— Я почти незнаком с нею, — прошептал Кай. — Но почему одиннадцать? Почему не двенадцать?
— Одиннадцать, — рассмеялась Пера. — У Хары нет глинки. Он отказался. Он посчитал это постыдной слабостью.
— Хорошо. — Кай задумался. — Предположим, что кто-то, да пусть даже моя мать, собрал несколько глинок. Предположим, что она же, или тот же Паркуи, или Неку, или еще кто-то затеяли перебить с помощью глинок половину из двенадцати. Зачем им это делать? Я слышал о тринадцатом клане, который хочет победить Пустоту. Так их хотя бы можно понять, они планируют убить всех двенадцать одновременно, надеясь, что если все двенадцать займут престол, то Пустота будет повержена!
— Время уходит, — проворчала Пера. — Тринадцатый клан — это людские игры. Хотя мы и сами уже давно играем в людские игры. Пагуба затянулась, не так ли? Однажды она может воцариться здесь навсегда. Считается, что если большая часть из нас, а в худшем случае все, отправится на престол, закончится самая долгая Пагуба. Порой нам и вправду приходилось отправляться в Анду по собственной воле. Все просто: если Пагуба не закончится, она уничтожит всех людей. Не будет людей, не будет нас.
— Почему? — не понял Кай.
— Там, — Пера ткнула рукой в стену, — там целый город. Туварса. Город клана Рога. Клана Сурны. Мой город. Пусть даже эти людишки плюют мне в спину, когда я выхожу из дома, обзывают меня мерзкой колдуньей. Пусть даже по воле Пустоты и ее мерзких смотрителей они не верят ни в каких богов. Пусть. Но они верят в сказку, в то, что золоторогая коза охраняет их сон. Они цепляют погремушки из рогов на колыбельки своих детей. Они поют обо мне песни. И пока все это происходит, у меня есть надежда.
— Победить Пустоту? — спросил в тишине Кай.
— Собственную глупость, — горько ответила Пера. — И еще кое-что. А Пустоты нет, запомни это, зеленоглазый. Есть… другое.
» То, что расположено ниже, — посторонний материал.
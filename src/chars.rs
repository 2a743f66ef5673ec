// Copyright 2023 Christian Jaeger <ch@christianjaeger.ch>. See the
// COPYRIGHT file at the top-level directory of this distribution.
//
// Licensed under the Apache License, Version 2.0 <LICENSE-APACHE or
// http://www.apache.org/licenses/LICENSE-2.0> or the MIT license
// <LICENSE-MIT or http://opensource.org/licenses/MIT>, at your
// option. This file may not be copied, modified, or distributed
// except according to those terms.

//! Character classes of the edn grammar.

/// Commas count as whitespace in edn.
pub fn is_whitespace(c: char) -> bool {
    c.is_whitespace() || c == ','
}

pub fn is_digit(c: char) -> bool {
    c.is_ascii_digit()
}

pub fn is_hexdigit(c: char) -> bool {
    c.is_ascii_hexdigit()
}

/// Characters that may start a symbol (and thus a keyword or tag
/// after their prefix character).
pub fn is_symbol_start(c: char) -> bool {
    c.is_alphabetic()
        || matches!(c, '*' | '+' | '-' | '!' | '_' | '?' | '/' | '.'
                    | '$' | '%' | '&' | '>' | '<' | '=')
}

/// Characters allowed after the first character of a symbol.
pub fn is_symbol_constituent(c: char) -> bool {
    is_symbol_start(c) || c.is_alphanumeric() || c == '#' || c == ':'
}

/// Characters that end a symbol, number or character literal without
/// being part of it.
pub fn separates_tokens(c: char) -> bool {
    is_whitespace(c)
        || matches!(c, '"' | '(' | ')' | '[' | ']' | '{' | '}' | '\\' | ';')
}

/// Same as `separates_tokens`, with end of input counting as a
/// separator.
pub fn separates_tokens_or_eof(c: Option<char>) -> bool {
    match c {
        None => true,
        Some(c) => separates_tokens(c)
    }
}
— А что, если кто-то из двенадцати прольет кровь на чужую глинку там, где ее обладателя нет? — спросил Кай.
— Ничего, — проговорила Пера. — Ничего не будет. Глинка станет прочнее. Она не ломается и не бьется, но если не вкушает крови кого-то из двенадцати, то через три-четыре года осыпается пылью и возрождается уже на престоле. Сколько она уже у тебя?
— Больше трех лет, — ответил Кай.
— Послушай, — робко подала голос Каттими. — Кай, я помню, ты рассказывал о своей матери. Она же не просто так дала тебе эту глинку? Ведь ты встречался и со своим отцом, мог бы и раньше догадаться? А если она не пробилась тогда, три года назад? Если погибла? Что с ней стало потом? Может быть, следовало бы сохранить ее?
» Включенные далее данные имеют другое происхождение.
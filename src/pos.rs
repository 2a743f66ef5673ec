// Copyright 2023 Christian Jaeger <ch@christianjaeger.ch>. See the
// COPYRIGHT file at the top-level directory of this distribution.
//
// Licensed under the Apache License, Version 2.0 <LICENSE-APACHE or
// http://www.apache.org/licenses/LICENSE-2.0> or the MIT license
// <LICENSE-MIT or http://opensource.org/licenses/MIT>, at your
// option. This file may not be copied, modified, or distributed
// except according to those terms.

use std::cmp::Eq;

/// Both line and col are zero based; Emacs uses 1-based line
/// numbering, so line is incremented by 1 in Display.

#[derive(Debug, Copy, Clone, Eq, PartialEq, Default)]
pub struct Pos {
    pub line: u32,
    pub col: u32,
}

impl Pos {
    /// The position of the character following `c` when `c` sits at
    /// `self`.
    pub fn after(self, c: char) -> Pos {
        if c == '\n' {
            Pos { line: self.line + 1, col: 0 }
        } else {
            Pos { line: self.line, col: self.col + 1 }
        }
    }
}

impl std::fmt::Display for Pos {
    fn fmt(&self, f: &mut std::fmt::Formatter<'_>)
           -> Result<(), std::fmt::Error> {
        // This, when prefixed with a Debug style path string, is
        // following the Emacs convention for location information.
        f.write_fmt(format_args!("@{}.{}", self.line + 1, self.col))
    }
}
— Как? — удивился Кай. И вдруг понял, посмотрел на колдунью. — Пера. Сурна. Пепел Сурны или Сурна. Ты можешь помочь мне?
— Дай, — потребовала колдунья.
Кай кивнул. Каттими протянула глинку Пере. Та взяла коричневый прямоугольник. Пробормотала вполголоса:
— Повелитель камней, а сотворил глинку из обычной глины. И не один, а с Хиссой и Эшар. Так хоть бы догадался отметить, где чья. Не все же способны смотреть сквозь камень. А то ведь и не отличишь на взгляд. Не боишься? — Она вдруг пронзила Кая строгим взглядом. — Не боишься, что твоя мать где-то поблизости? Кажется, полусотни шагов достаточно? Не боишься, что она прячется где-то на рыбном рынке или в порту? А то ведь понесется черной тенью к престолу!
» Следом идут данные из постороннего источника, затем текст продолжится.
impl<'c, S: CharSource> Scanner<'c, S> {
    pub fn new(src: S, settings: &'c ScanSettings) -> Self {
        Scanner { src, settings }
    }

    pub fn into_source(self) -> S {
        self.src
    }

    fn read(&mut self) -> Result<Option<char>, ScanErrorWithPos> {
        self.src.read().map_err(|e| ScanError::IO(e).at(self.src.pos()))
    }

    fn unread_some(&mut self, c: Option<char>) {
        if let Some(c) = c {
            self.src.unread(c)
        }
    }

    /// Skip whitespace and line comments, return the first
    /// significant character.
    fn skip_whitespace_and_comments(&mut self)
                                    -> Result<Option<char>, ScanErrorWithPos> {
        loop {
            match self.read()? {
                None => return Ok(None),
                Some(c) if is_whitespace(c) => {}
                Some(';') => {
                    loop {
                        match self.read()? {
                            None => return Ok(None),
                            Some('\n') => break,
                            Some(_) => {}
                        }
                    }
                }
                Some(c) => return Ok(Some(c))
            }
        }
    }

    pub fn next_token(&mut self) -> Result<TokenWithPos, ScanErrorWithPos> {
        let c = match self.skip_whitespace_and_comments()? {
            None => return Ok(TokenWithPos(Token::EndOfInput, self.src.pos())),
            Some(c) => c
        };
        let pos = self.src.pos();
        let token =
            if let Some(t) = maybe_open_close(c) {
                t
            } else {
                match c {
                    '"' => Token::Atom(Value::String(self.read_string(pos)?)),
                    '\\' => Token::Atom(Value::Char(self.read_char_literal(pos)?)),
                    ':' => Token::Atom(Value::Keyword(self.read_keyword(pos)?)),
                    '#' => self.read_hash(pos)?,
                    '+' | '-' => {
                        let c1 = self.read()?;
                        self.unread_some(c1);
                        match c1 {
                            Some(d) if is_digit(d) => self.read_number(c, pos)?,
                            _ => self.read_symbol(c, pos)?
                        }
                    }
                    _ if is_digit(c) => self.read_number(c, pos)?,
                    _ if is_symbol_start(c) => self.read_symbol(c, pos)?,
                    _ => return Err(ScanError::UnexpectedChar(c).at(pos))
                }
            };
        log::trace!("token {:?} {}", token, pos);
        Ok(TokenWithPos(token, pos))
    }

    /// Read the rest of a symbol-like run starting with `c0`.
    fn read_symbol_text(&mut self, c0: char, pos: Pos)
                        -> Result<String, ScanErrorWithPos> {
        let mut out = String::new();
        out.push(c0);
        loop {
            match self.read()? {
                None => return Ok(out),
                Some(c) if is_symbol_constituent(c) => out.push(c),
                Some(c) if separates_tokens(c) => {
                    self.src.unread(c);
                    return Ok(out)
                }
                Some(c) => {
                    return Err(ScanError::InvalidSymbolChar(out, c).at(pos))
                }
            }
        }
    }

    fn read_symbol(&mut self, c0: char, pos: Pos)
                   -> Result<Token, ScanErrorWithPos> {
        let s = self.read_symbol_text(c0, pos)?;
        Ok(match s.as_str() {
            "nil" => Token::Nil,
            "true" => Token::Atom(Value::Bool(true)),
            "false" => Token::Atom(Value::Bool(false)),
            _ => match Symbol::parse(&s) {
                Ok(sym) => Token::Atom(Value::Symbol(sym)),
                Err(e) => return Err(ScanError::InvalidSymbol(s, e).at(pos))
            }
        })
    }

    fn read_keyword(&mut self, pos: Pos) -> Result<Keyword, ScanErrorWithPos> {
        match self.read()? {
            Some(c) if is_symbol_start(c) => {
                let s = self.read_symbol_text(c, pos)?;
                Keyword::parse(&s)
                    .map_err(|e| ScanError::InvalidKeyword(s, e).at(pos))
            }
            Some(c) => {
                Err(ScanError::InvalidKeyword(
                    c.to_string(), SymbolError::InvalidStart(c)).at(pos))
            }
            None => {
                Err(ScanError::InvalidKeyword(String::new(), SymbolError::Empty)
                    .at(pos))
            }
        }
    }

    // #{ #_ ##Inf #tag
    fn read_hash(&mut self, pos: Pos) -> Result<Token, ScanErrorWithPos> {
        match self.read()? {
            Some('{') => Ok(Token::Open(Collkind::Set)),
            Some('_') => Ok(Token::Discard),
            Some('#') => {
                let name = match self.read()? {
                    Some(c) if is_symbol_start(c) => self.read_symbol_text(c, pos)?,
                    Some(c) => return Err(ScanError::UnexpectedChar(c).at(pos)),
                    None => return Err(ScanError::InvalidHashToken.at(pos)),
                };
                match symbolic_double(&name) {
                    Some(d) => Ok(Token::Atom(
                        self.settings.numbers.apply(Number::Double(d)))),
                    None => Err(ScanError::UnknownSymbolicValue(name).at(pos))
                }
            }
            Some(c) if is_symbol_start(c) => {
                let s = self.read_symbol_text(c, pos)?;
                match Tag::parse(&s) {
                    Ok(tag) => Ok(Token::Tag(tag)),
                    Err(e) => Err(ScanError::InvalidTag(s, e).at(pos))
                }
            }
            _ => Err(ScanError::InvalidHashToken.at(pos))
        }
    }

    fn read_hex4(&mut self, startpos: Pos) -> Result<u32, ScanErrorWithPos> {
        let mut n = 0;
        for _ in 0..4 {
            match self.read()? {
                None => return Err(ScanError::UnterminatedString.at(startpos)),
                Some(c) => match c.to_digit(16) {
                    Some(d) => n = n * 16 + d,
                    None => return Err(ScanError::NonHexDigit(c).at(self.src.pos()))
                }
            }
        }
        Ok(n)
    }

    /// After `\u` in a string; combines UTF-16 surrogate pairs.
    fn read_unicode_escape(&mut self, startpos: Pos)
                           -> Result<char, ScanErrorWithPos> {
        let pos = self.src.pos();
        let code = self.read_hex4(startpos)?;
        if (0xD800..0xDC00).contains(&code) {
            let backslash = self.read()?;
            let u = self.read()?;
            if backslash == Some('\\') && u == Some('u') {
                let low = self.read_hex4(startpos)?;
                if (0xDC00..0xE000).contains(&low) {
                    let combined = 0x10000 + ((code - 0xD800) << 10) + (low - 0xDC00);
                    return char::from_u32(combined)
                        .ok_or_else(|| ScanError::InvalidCodePoint(combined).at(pos))
                }
            }
            return Err(ScanError::InvalidCodePoint(code).at(pos))
        }
        char::from_u32(code).ok_or_else(|| ScanError::InvalidCodePoint(code).at(pos))
    }

    fn read_string(&mut self, startpos: Pos) -> Result<KString, ScanErrorWithPos> {
        let mut out = String::new();
        loop {
            let c = match self.read()? {
                None => return Err(ScanError::UnterminatedString.at(startpos)),
                Some(c) => c
            };
            match c {
                '"' => return Ok(KString::from_string(out)),
                '\\' => {
                    let e = match self.read()? {
                        None => return Err(ScanError::UnterminatedString.at(startpos)),
                        Some(e) => e
                    };
                    let replacement = match e {
                        'b' => '\x08',
                        't' => '\t',
                        'n' => '\n',
                        'f' => '\x0C',
                        'r' => '\r',
                        '"' => '"',
                        '\'' => '\'',
                        '\\' => '\\',
                        'u' => {
                            if ! self.settings.unicode_escapes {
                                return Err(ScanError::UnicodeEscapeDisabled
                                           .at(self.src.pos()))
                            }
                            self.read_unicode_escape(startpos)?
                        }
                        _ => return Err(ScanError::InvalidEscapedChar(e)
                                        .at(self.src.pos()))
                    };
                    out.push(replacement);
                }
                _ => out.push(c)
            }
        }
    }

    fn read_char_literal(&mut self, pos: Pos) -> Result<char, ScanErrorWithPos> {
        let c0 = match self.read()? {
            None => return Err(ScanError::UnterminatedChar.at(pos)),
            Some(c) if is_whitespace(c) => {
                return Err(ScanError::WhitespaceInChar.at(pos))
            }
            Some(c) => c
        };
        if separates_tokens(c0) {
            // \( \" \\ etc.
            return Ok(c0)
        }
        let mut tmp = String::new();
        tmp.push(c0);
        loop {
            match self.read()? {
                None => break,
                Some(c) if separates_tokens(c) => {
                    self.src.unread(c);
                    break
                }
                Some(c) => tmp.push(c)
            }
        }
        if tmp.chars().count() == 1 {
            return Ok(c0)
        }
        if let Some(c) = name2char(&tmp) {
            return Ok(c)
        }
        if c0 == 'u' {
            if let Some(code) = parse_hexstr(&tmp[1..]) {
                if ! self.settings.unicode_escapes {
                    return Err(ScanError::UnicodeEscapeDisabled.at(pos))
                }
                return char::from_u32(code)
                    .ok_or_else(|| ScanError::InvalidCodePoint(code).at(pos))
            }
        }
        Err(ScanError::UnknownCharName(tmp).at(pos))
    }

    /// Accumulate digits into `out`, return the first non-digit.
    fn read_digits(&mut self, out: &mut String)
                   -> Result<Option<char>, ScanErrorWithPos> {
        loop {
            match self.read()? {
                Some(c) if is_digit(c) => out.push(c),
                other => return Ok(other)
            }
        }
    }

    /// `c` has been checked to lead to a separator (or the end);
    /// otherwise the literal is not a number.
    fn expect_separator(&mut self, c: Option<char>, text: &str, pos: Pos)
                        -> Result<(), ScanErrorWithPos> {
        if separates_tokens_or_eof(c) {
            self.unread_some(c);
            Ok(())
        } else {
            let mut s = text.to_string();
            s.extend(c);
            Err(ScanError::NotANumber(s).at(pos))
        }
    }

    /// `c0` is a digit or a sign which is followed by a digit.
    fn read_number(&mut self, c0: char, pos: Pos) -> Result<Token, ScanErrorWithPos> {
        let mut text = String::new();
        if c0 != '+' {
            text.push(c0);
        }
        let mut c = self.read_digits(&mut text)?;
        let number =
            if matches!(c, Some('.') | Some('e') | Some('E') | Some('M')) {
                if c == Some('.') {
                    text.push('.');
                    let before = text.len();
                    c = self.read_digits(&mut text)?;
                    if text.len() == before {
                        text.push('0');
                    }
                }
                if matches!(c, Some('e') | Some('E')) {
                    text.push('e');
                    c = self.read()?;
                    if let Some(sign @ ('+' | '-')) = c {
                        text.push(sign);
                        c = self.read()?;
                    }
                    let before = text.len();
                    self.unread_some(c);
                    c = self.read_digits(&mut text)?;
                    if text.len() == before {
                        return Err(ScanError::MissingExponentDigits(text).at(pos))
                    }
                }
                let decimal = c == Some('M');
                if decimal {
                    c = self.read()?;
                }
                self.expect_separator(c, &text, pos)?;
                float_from_text(&text, decimal)
            } else {
                let big = c == Some('N');
                if big {
                    c = self.read()?;
                }
                self.expect_separator(c, &text, pos)?;
                integer_from_digits(&text, big)
            };
        match number {
            Some(n) => Ok(Token::Atom(self.settings.numbers.apply(n))),
            None => Err(ScanError::NotANumber(text).at(pos))
        }
    }
}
— Если бы она была в полусотне шагов, то была бы рядом, — уверенно сказал Кай.
— Что ж, — прошептала Пера, — когда-то я любила рискнуть. Жаль, закончилось это не лучшим образом. Но после этого вы немедленно уйдете.
Колдунья положила глинку на стол, взяла тонкий нож, провела им по запястью и вытянула вперед руку. И когда уже капля полетела вниз, ее лицо вдруг исказилось, на мгновение стало таким, каким его запомнил Кай в своем сне, — не слишком красивым, но юным, открытым, с тонкими губами и большими глазами, и рот искривился в крике, но капля уже долетела — и глинка раскалилась докрасна. Тут же глаза Перы помутнели, лицо обратилось вниз, спина выгнулась, затрещала, пошла буфами, и вот уже кто-то страшный словно начал душить в тисках туварсинскую колдунью, наружу вырвались, взметнулись два ослепительно-желтых рога, уперлись в потолок крохотной комнатки, и неведомое существо с тяжелым стоном осыпалось прахом.
Тяжело засопела, задышала, вытаращив глаза, Каттими.
— Пошли отсюда, пошли, — проговорил, чихнув от поднявшейся взвеси, Кай. — Пошли. Мы обещали уйти. Слушай, это ужасно, но как же теперь легко! Как прекрасно, когда жажда утолена!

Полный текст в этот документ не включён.